Business owner reviewing enquiry records and booking figures at a desk
Missed leads

How to audit your enquiry-to-booking conversion rate

The short version: Most service businesses overestimate their conversion rate. Here's how to measure it accurately and find where enquiries are falling through the gaps. This article walks through a practical audit you can run in an afternoon, using data you already have, so you can see exactly how many enquiries become bookings and where the rest disappear.
Key takeaways
  • Your true conversion rate includes every enquiry that arrived, not just the ones you answered.
  • A one-month audit using your call log, inbox and social messages gives you a reliable baseline in a few hours.
  • Most businesses lose more enquiries before the first conversation than at any other stage.
  • A realistic enquiry-to-booking rate for local service businesses sits between 30 and 50 per cent, and many run well below it without knowing.
  • The audit only pays off if you fix the biggest leak first, which is almost always response speed or follow-up.

Ask most service business owners what their conversion rate is and they will give you a confident answer that turns out to be wrong. The reason is simple. They calculate it from the enquiries they remember, which are the ones they answered and quoted. The missed call on a Tuesday afternoon, the Facebook message that sat unread for three days, the web form that landed while they were on a job, none of those make it into the mental maths. An audit forces all of them into the count, and that is where it gets uncomfortable and useful at the same time.

What the enquiry-to-booking rate actually measures

The calculation itself is straightforward. Take the total number of enquiries you received in a period, divide the number that became confirmed bookings by that total, and multiply by a hundred. If 40 people contacted you last month and 14 booked, your rate is 35 per cent.

The difficulty is not the arithmetic. It is the word "total". An enquiry is any inbound contact from someone who wants your service, whether or not you ever spoke to them. That includes missed calls with no voicemail, messages you never opened, and forms that went to a spam folder. If you only count conversations you actually had, you are measuring your quoting skill, not your business. The gap between those two numbers is your missed lead problem, and it is usually the largest single leak in the pipeline. We cover the direct financial impact of that gap in our article on what missed leads really cost your business.

Step one: count every enquiry from the last full month

Pick a recent complete month and pull the raw records from every channel a customer could use to reach you. This takes an hour or two, not days.

  • Download your call log from your mobile provider or phone system, and count every inbound call from a number that is not an existing customer or supplier. Count missed calls separately.
  • Search your email inbox, including spam and any shared addresses, for enquiries and web form notifications.
  • Open Facebook Messenger, Instagram DMs, WhatsApp and any Google Business Profile messages, and count new conversations from prospective customers.
  • Check any directories or lead platforms you pay for, such as Checkatrade or Bark, and count the leads delivered that month.

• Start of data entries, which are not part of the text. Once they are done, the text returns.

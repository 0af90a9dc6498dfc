//! HTTP exposition of the counter registry.
//!
//! The server runs on its own small tokio runtime so scrapes never wait on the
//! perf buffer loop, which stays on a plain thread.

use std::io;
use std::net::SocketAddr;

use anyhow::{Context, Result};
use axum::extract::State;
use axum::http::header;
use axum::response::IntoResponse;
use axum::routing::get;
use axum::Router;
use log::{info, warn};
use metrics_exporter_prometheus::PrometheusHandle;
use tokio::net::TcpListener;
use tokio::runtime::Runtime;
use tokio::sync::oneshot;
use tokio::task::JoinHandle;

pub const METRICS_PATH: &str = "/metrics";
const PROMETHEUS_CONTENT_TYPE: &str = "text/plain; version=0.0.4";

/// `GET /metrics` rendering the registry; nothing else is routed.
pub fn router(handle: PrometheusHandle) -> Router {
    Router::new()
        .route(METRICS_PATH, get(render_metrics))
        .with_state(handle)
}

async fn render_metrics(State(handle): State<PrometheusHandle>) -> impl IntoResponse {
    ([(header::CONTENT_TYPE, PROMETHEUS_CONTENT_TYPE)], handle.render())
}

pub struct MetricsServer {
    runtime: Runtime,
    local_addr: SocketAddr,
    shutdown_tx: oneshot::Sender<()>,
    task: JoinHandle<io::Result<()>>,
}

impl MetricsServer {
    /// Bind `addr` and start serving in the background.
    pub fn start(addr: SocketAddr, handle: PrometheusHandle) -> Result<Self> {
        let runtime = tokio::runtime::Builder::new_multi_thread()
            .worker_threads(1)
            .thread_name("metrics_server")
            .enable_all()
            .build()
            .context("Failed to create metrics server runtime")?;

        let listener = runtime
            .block_on(TcpListener::bind(addr))
            .with_context(|| format!("Failed to bind metrics listener to {addr}"))?;
        let local_addr = listener
            .local_addr()
            .context("Failed to get metrics listener address")?;

        let (shutdown_tx, shutdown_rx) = oneshot::channel::<()>();
        let app = router(handle);
        let task = runtime.spawn(async move {
            axum::serve(listener, app)
                .with_graceful_shutdown(async {
                    let _ = shutdown_rx.await;
                })
                .await
        });

        info!("Prometheus metrics available at http://{local_addr}{METRICS_PATH}");
        Ok(Self {
            runtime,
            local_addr,
            shutdown_tx,
            task,
        })
    }

    pub fn local_addr(&self) -> SocketAddr {
        self.local_addr
    }

    /// Stop accepting scrapes and wait for in-flight ones to finish.
    pub fn shutdown(self) -> Result<()> {
        let MetricsServer {
            runtime,
            shutdown_tx,
            task,
            ..
        } = self;

        let _ = shutdown_tx.send(());
        match runtime.block_on(task) {
            Ok(Ok(())) => Ok(()),
            Ok(Err(e)) => {
                warn!("Metrics server exited with error: {e}");
                Ok(())
            }
            Err(e) => Err(e).context("Metrics server task panicked"),
        }
    }
}
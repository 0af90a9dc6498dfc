use std::net::SocketAddr;

use anyhow::Result;
use clap::Parser;

use nfstrace::nfstrace_core::{DEFAULT_LISTEN, DEFAULT_PERF_PAGES};
use nfstrace::{nfstrace, Config, RecordLayout};

/// Export per-client NFS server read/write counters collected with kprobes.
#[derive(Debug, Parser)]
#[command(name = "nfstrace", version)]
struct Command {
    /// Increase log verbosity (-v debug, -vv trace)
    #[arg(short, long, action = clap::ArgAction::Count)]
    verbose: u8,
    /// Address to serve /metrics on
    #[arg(long, default_value = DEFAULT_LISTEN)]
    listen: SocketAddr,
    /// Record shape emitted by the kernel probes
    #[arg(long, value_enum, default_value_t = RecordLayout::Versioned)]
    record_layout: RecordLayout,
    /// Per-CPU perf buffer size in pages (power of two)
    #[arg(long, default_value_t = DEFAULT_PERF_PAGES)]
    perf_pages: usize,
    /// Don't attach the NFSv3 probes
    #[arg(long)]
    no_nfsv3: bool,
}

impl From<Command> for Config {
    fn from(cmd: Command) -> Self {
        Config {
            verbosity: cmd.verbose,
            listen: cmd.listen,
            record_layout: cmd.record_layout,
            perf_pages: cmd.perf_pages,
            nfsv3: !cmd.no_nfsv3,
        }
    }
}

fn main() -> Result<()> {
    let opts = Command::parse();

    let default_filter = match opts.verbose {
        0 => "info",
        1 => "debug",
        _ => "trace",
    };
    env_logger::Builder::from_env(env_logger::Env::default().default_filter_or(default_filter))
        .init();

    nfstrace(Config::from(opts))
}
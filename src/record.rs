//! Decoding of the fixed-layout records emitted by the nfsd kprobes.
//!
//! The BPF side writes `struct nfs_event` (or `struct nfs_event_legacy`) from
//! `src/bpf/nfsd_trace.h` into the perf buffer. Records are decoded field by
//! field from little-endian offsets rather than overlaid onto a Rust struct,
//! so the only contract with the producer is the byte layout below.
//!
//! ```text
//! versioned (80 bytes)          legacy (76 bytes)
//!  0  op       u32               0  op       u32
//!  4  size     u32               4  size     u32
//!  8  addr4    u32 (be octets)   8  addr4    u32 (be octets)
//! 12  version  u32              12  path     [u8; 64]
//! 16  path     [u8; 64]
//! ```

use std::fmt;
use std::net::Ipv4Addr;

use thiserror::Error;

/// Size of the NUL padded path buffer in both layouts.
pub const PATH_LEN: usize = 64;

/// Wire value for a read operation.
pub const OP_READ: u32 = 0;
/// Wire value for a write operation.
pub const OP_WRITE: u32 = 1;

/// Shape of the records the kernel producer was configured to emit.
#[derive(Debug, Default, Clone, Copy, PartialEq, Eq, clap::ValueEnum)]
pub enum RecordLayout {
    /// Records carry an explicit NFS protocol version.
    #[default]
    Versioned,
    /// Records omit the version field, only NFSv4 call sites are probed.
    Legacy,
}

impl RecordLayout {
    /// Number of bytes a record of this shape occupies on the wire.
    pub const fn record_size(self) -> usize {
        match self {
            RecordLayout::Versioned => 16 + PATH_LEN,
            // op, size and address ahead of the path: 76 bytes, not 72
            RecordLayout::Legacy => 12 + PATH_LEN,
        }
    }

    const fn path_offset(self) -> usize {
        match self {
            RecordLayout::Versioned => 16,
            RecordLayout::Legacy => 12,
        }
    }
}

impl fmt::Display for RecordLayout {
    fn fmt(&self, f: &mut fmt::Formatter<'_>) -> fmt::Result {
        match self {
            RecordLayout::Versioned => write!(f, "versioned"),
            RecordLayout::Legacy => write!(f, "legacy"),
        }
    }
}

#[derive(Debug, Error, PartialEq, Eq)]
pub enum DecodeError {
    #[error("{layout} record truncated: expected {expected} bytes, got {actual}")]
    Truncated {
        layout: RecordLayout,
        expected: usize,
        actual: usize,
    },
}

/// Direction of an NFS data operation.
#[derive(Debug, Clone, Copy, PartialEq, Eq, Hash)]
pub enum Operation {
    Read,
    Write,
}

impl Operation {
    /// Classify a raw op code. Anything other than [`OP_WRITE`] is a read.
    pub fn from_code(code: u32) -> Self {
        if code == OP_WRITE {
            Operation::Write
        } else {
            Operation::Read
        }
    }

    pub fn as_str(self) -> &'static str {
        match self {
            Operation::Read => "READ",
            Operation::Write => "WRITE",
        }
    }
}

/// One decoded nfsd read or write invocation.
#[derive(Debug, Clone, PartialEq, Eq)]
pub struct NfsEvent {
    /// Raw op code as written by the producer.
    pub op: u32,
    /// Bytes requested by the operation.
    pub size: u32,
    pub client: Ipv4Addr,
    /// Protocol version, `None` for legacy records which don't carry one.
    pub version: Option<u32>,
    /// Export path, empty when the producer couldn't resolve it.
    pub path: String,
}

impl NfsEvent {
    pub fn operation(&self) -> Operation {
        Operation::from_code(self.op)
    }

    /// Decode a raw perf sample in the given layout.
    ///
    /// Samples may be longer than the record because perf pads raw samples to
    /// 8 bytes, anything past the record is ignored.
    pub fn decode(layout: RecordLayout, data: &[u8]) -> Result<Self, DecodeError> {
        let expected = layout.record_size();
        if data.len() < expected {
            return Err(DecodeError::Truncated {
                layout,
                expected,
                actual: data.len(),
            });
        }

        let version = match layout {
            RecordLayout::Versioned => Some(read_u32(data, 12)),
            RecordLayout::Legacy => None,
        };
        let path_offset = layout.path_offset();

        Ok(NfsEvent {
            op: read_u32(data, 0),
            size: read_u32(data, 4),
            client: Ipv4Addr::new(data[8], data[9], data[10], data[11]),
            version,
            path: decode_path(&data[path_offset..path_offset + PATH_LEN]),
        })
    }
}

fn read_u32(data: &[u8], offset: usize) -> u32 {
    let mut bytes = [0u8; 4];
    bytes.copy_from_slice(&data[offset..offset + 4]);
    u32::from_le_bytes(bytes)
}

/// Trim a NUL padded path buffer at its first NUL. A buffer with no NUL is
/// taken whole.
pub fn decode_path(buf: &[u8]) -> String {
    let len = buf.iter().position(|&b| b == 0).unwrap_or(buf.len());
    String::from_utf8_lossy(&buf[..len]).into_owned()
}

/// Encode an event the way the BPF producer lays it out.
#[cfg(test)]
pub(crate) fn encode(event: &NfsEvent, layout: RecordLayout) -> Vec<u8> {
    let mut buf = Vec::with_capacity(layout.record_size());
    buf.extend_from_slice(&event.op.to_le_bytes());
    buf.extend_from_slice(&event.size.to_le_bytes());
    buf.extend_from_slice(&event.client.octets());
    if layout == RecordLayout::Versioned {
        buf.extend_from_slice(&event.version.unwrap_or(0).to_le_bytes());
    }
    let mut path = [0u8; PATH_LEN];
    let bytes = event.path.as_bytes();
    let len = bytes.len().min(PATH_LEN);
    path[..len].copy_from_slice(&bytes[..len]);
    buf.extend_from_slice(&path);
    buf
}
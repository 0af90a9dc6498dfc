//! Pipeline wiring for nfstrace.
//!
//! Loads the nfsd BPF object, hooks the nfsd read/write handlers, and pumps the
//! perf buffer into the counter registry until SIGINT or SIGTERM.

use std::mem::MaybeUninit;
use std::net::SocketAddr;
use std::sync::Arc;

use anyhow::{bail, Context, Result};
use libbpf_rs::skel::{OpenSkel, SkelBuilder};
use libbpf_rs::PerfBufferBuilder;
use log::info;
use metrics_exporter_prometheus::PrometheusBuilder;

use crate::dispatch::MetricDispatcher;
use crate::metrics_server::MetricsServer;
use crate::probes::{NfsdProbe, ProbeSet};
use crate::reader::{self, EventConsumer, ShutdownSignal};
use crate::record::RecordLayout;

/// Memory lock limit for BPF programs (128 MiB)
const MEMLOCK_RLIMIT_BYTES: u64 = 128 << 20;

/// Default per-CPU perf buffer size in pages
pub const DEFAULT_PERF_PAGES: usize = 64;

/// Default address for the metrics listener
pub const DEFAULT_LISTEN: &str = "0.0.0.0:2112";

// Include BPF skeleton in a module to allow suppressing warnings from generated code
#[allow(unused_imports)]
#[allow(clippy::all)]
mod bpf {
    include!(concat!(env!("OUT_DIR"), "/nfsd_trace.skel.rs"));
}

use bpf::{NfsdTraceSkelBuilder, OpenNfsdTraceSkel};

/// Runtime options for [`nfstrace`], separated from the CLI parsing concerns.
#[derive(Debug, Clone)]
pub struct Config {
    /// Verbosity level (0 = info, 1 = debug, 2+ = trace)
    pub verbosity: u8,
    /// Address the metrics endpoint listens on
    pub listen: SocketAddr,
    /// Record shape the kernel producer emits
    pub record_layout: RecordLayout,
    /// Per-CPU perf buffer size in pages, must be a power of two
    pub perf_pages: usize,
    /// Attach the NFSv3 probes (versioned layout only)
    pub nfsv3: bool,
}

impl Default for Config {
    fn default() -> Self {
        Config {
            verbosity: 0,
            listen: SocketAddr::from(([0, 0, 0, 0], 2112)),
            record_layout: RecordLayout::Versioned,
            perf_pages: DEFAULT_PERF_PAGES,
            nfsv3: true,
        }
    }
}

impl Config {
    /// Reject settings the kernel would refuse, before anything is loaded.
    pub fn validate(&self) -> Result<()> {
        if self.perf_pages == 0 || !self.perf_pages.is_power_of_two() {
            bail!(
                "Perf buffer size must be a non-zero power of two pages, got {}",
                self.perf_pages
            );
        }
        Ok(())
    }
}

/// Bump the memory lock rlimit for BPF programs.
pub fn bump_memlock_rlimit() -> Result<()> {
    let rlimit = libc::rlimit {
        rlim_cur: MEMLOCK_RLIMIT_BYTES,
        rlim_max: MEMLOCK_RLIMIT_BYTES,
    };

    if unsafe { libc::setrlimit(libc::RLIMIT_MEMLOCK, &rlimit) } != 0 {
        bail!(
            "Failed to increase RLIMIT_MEMLOCK to {} bytes ({} MiB). This is required for BPF programs.",
            MEMLOCK_RLIMIT_BYTES,
            MEMLOCK_RLIMIT_BYTES >> 20
        );
    }

    Ok(())
}

fn configure_bpf_skeleton(open_skel: &mut OpenNfsdTraceSkel, opts: &Config) -> Result<()> {
    let rodata = open_skel
        .maps
        .rodata_data
        .as_deref_mut()
        .context("BPF object has no rodata section")?;
    rodata.legacy_layout = opts.record_layout == RecordLayout::Legacy;

    let required = NfsdProbe::required(opts.record_layout, opts.nfsv3);
    if !required.contains(&NfsdProbe::Nfsd3ProcWrite) {
        open_skel.progs.nfsd3_proc_write_entry.set_autoload(false);
    }
    if !required.contains(&NfsdProbe::Nfsd3ProcRead) {
        open_skel.progs.nfsd3_proc_read_entry.set_autoload(false);
    }
    Ok(())
}

/// Run the exporter until a shutdown signal arrives.
pub fn nfstrace(opts: Config) -> Result<()> {
    opts.validate()?;
    bump_memlock_rlimit()?;

    let shutdown = Arc::new(ShutdownSignal::new().context("Failed to create shutdown eventfd")?);
    {
        let shutdown = shutdown.clone();
        ctrlc::set_handler(move || shutdown.signal())
            .context("Failed to install SIGINT/SIGTERM handler")?;
    }

    let mut skel_builder = NfsdTraceSkelBuilder::default();
    if opts.verbosity > 1 {
        skel_builder.obj_builder.debug(true);
    }

    let mut open_object = MaybeUninit::uninit();
    let mut open_skel = skel_builder
        .open(&mut open_object)
        .context("Failed to open BPF skeleton. Ensure BPF is supported on your kernel.")?;
    configure_bpf_skeleton(&mut open_skel, &opts)?;
    let skel = open_skel
        .load()
        .context("Failed to load BPF skeleton into kernel. Check dmesg for BPF verifier errors.")?;

    let probes = NfsdProbe::required(opts.record_layout, opts.nfsv3)
        .into_iter()
        .map(|probe| (probe.func_name(), probe));
    let links = ProbeSet::attach(probes, |func_name, probe| {
        let prog = match probe {
            NfsdProbe::Nfsd4Write => &skel.progs.nfsd4_write_entry,
            NfsdProbe::Nfsd4Read => &skel.progs.nfsd4_read_entry,
            NfsdProbe::Nfsd3ProcWrite => &skel.progs.nfsd3_proc_write_entry,
            NfsdProbe::Nfsd3ProcRead => &skel.progs.nfsd3_proc_read_entry,
        };
        Ok(prog.attach_kprobe(false, func_name)?)
    })?;

    let recorder = PrometheusBuilder::new().build_recorder();
    let handle = recorder.handle();
    let consumer = EventConsumer::new(opts.record_layout, MetricDispatcher::new(recorder));

    let perf = PerfBufferBuilder::new(&skel.maps.events)
        .pages(opts.perf_pages)
        .sample_cb(|cpu: i32, data: &[u8]| consumer.handle_sample(cpu, data))
        .lost_cb(|cpu: i32, count: u64| consumer.handle_lost(cpu, count))
        .build()
        .context("Failed to open perf buffer on the events map")?;

    let server = MetricsServer::start(opts.listen, handle)?;

    info!(
        "Listening for NFS events ({} records, {} probes). Press Ctrl-C to exit.",
        opts.record_layout,
        links.len()
    );
    let result =
        reader::run(&perf, &consumer, &shutdown).context("Waiting on perf buffer failed");

    info!("Stopping...");
    drop(perf);
    let server_result = server.shutdown();
    drop(links);
    drop(skel);

    let stats = consumer.stats();
    info!(
        "Processed {} NFS events, {} decode errors, {} lost samples, {} read errors",
        stats.events(),
        stats.decode_errors(),
        stats.lost_samples(),
        stats.read_errors()
    );

    result?;
    server_result
}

Put each enquiry into a simple spreadsheet with four columns: date, channel, whether you responded, and the outcome. Be strict with yourself. A missed call from an unknown local number counts as an enquiry unless you can prove otherwise, because that is exactly what most of them are.

Step two: record what happened to each one

Now trace every row through to its outcome. For each enquiry, mark one of five results: no response from you, responded but no reply from them, conversation but no quote, quoted but not booked, or booked. You will not have perfect records for everything, and that is fine. Mark unknowns honestly rather than assuming they went well.

This stage is where the audit earns its keep. The overall percentage tells you how big the problem is, but the outcome column tells you where the problem lives. A business converting 25 per cent might be losing leads because nobody answers the phone, or because quotes go out and nobody chases them. Those are completely different problems with completely different fixes, and you cannot tell them apart from the headline number alone.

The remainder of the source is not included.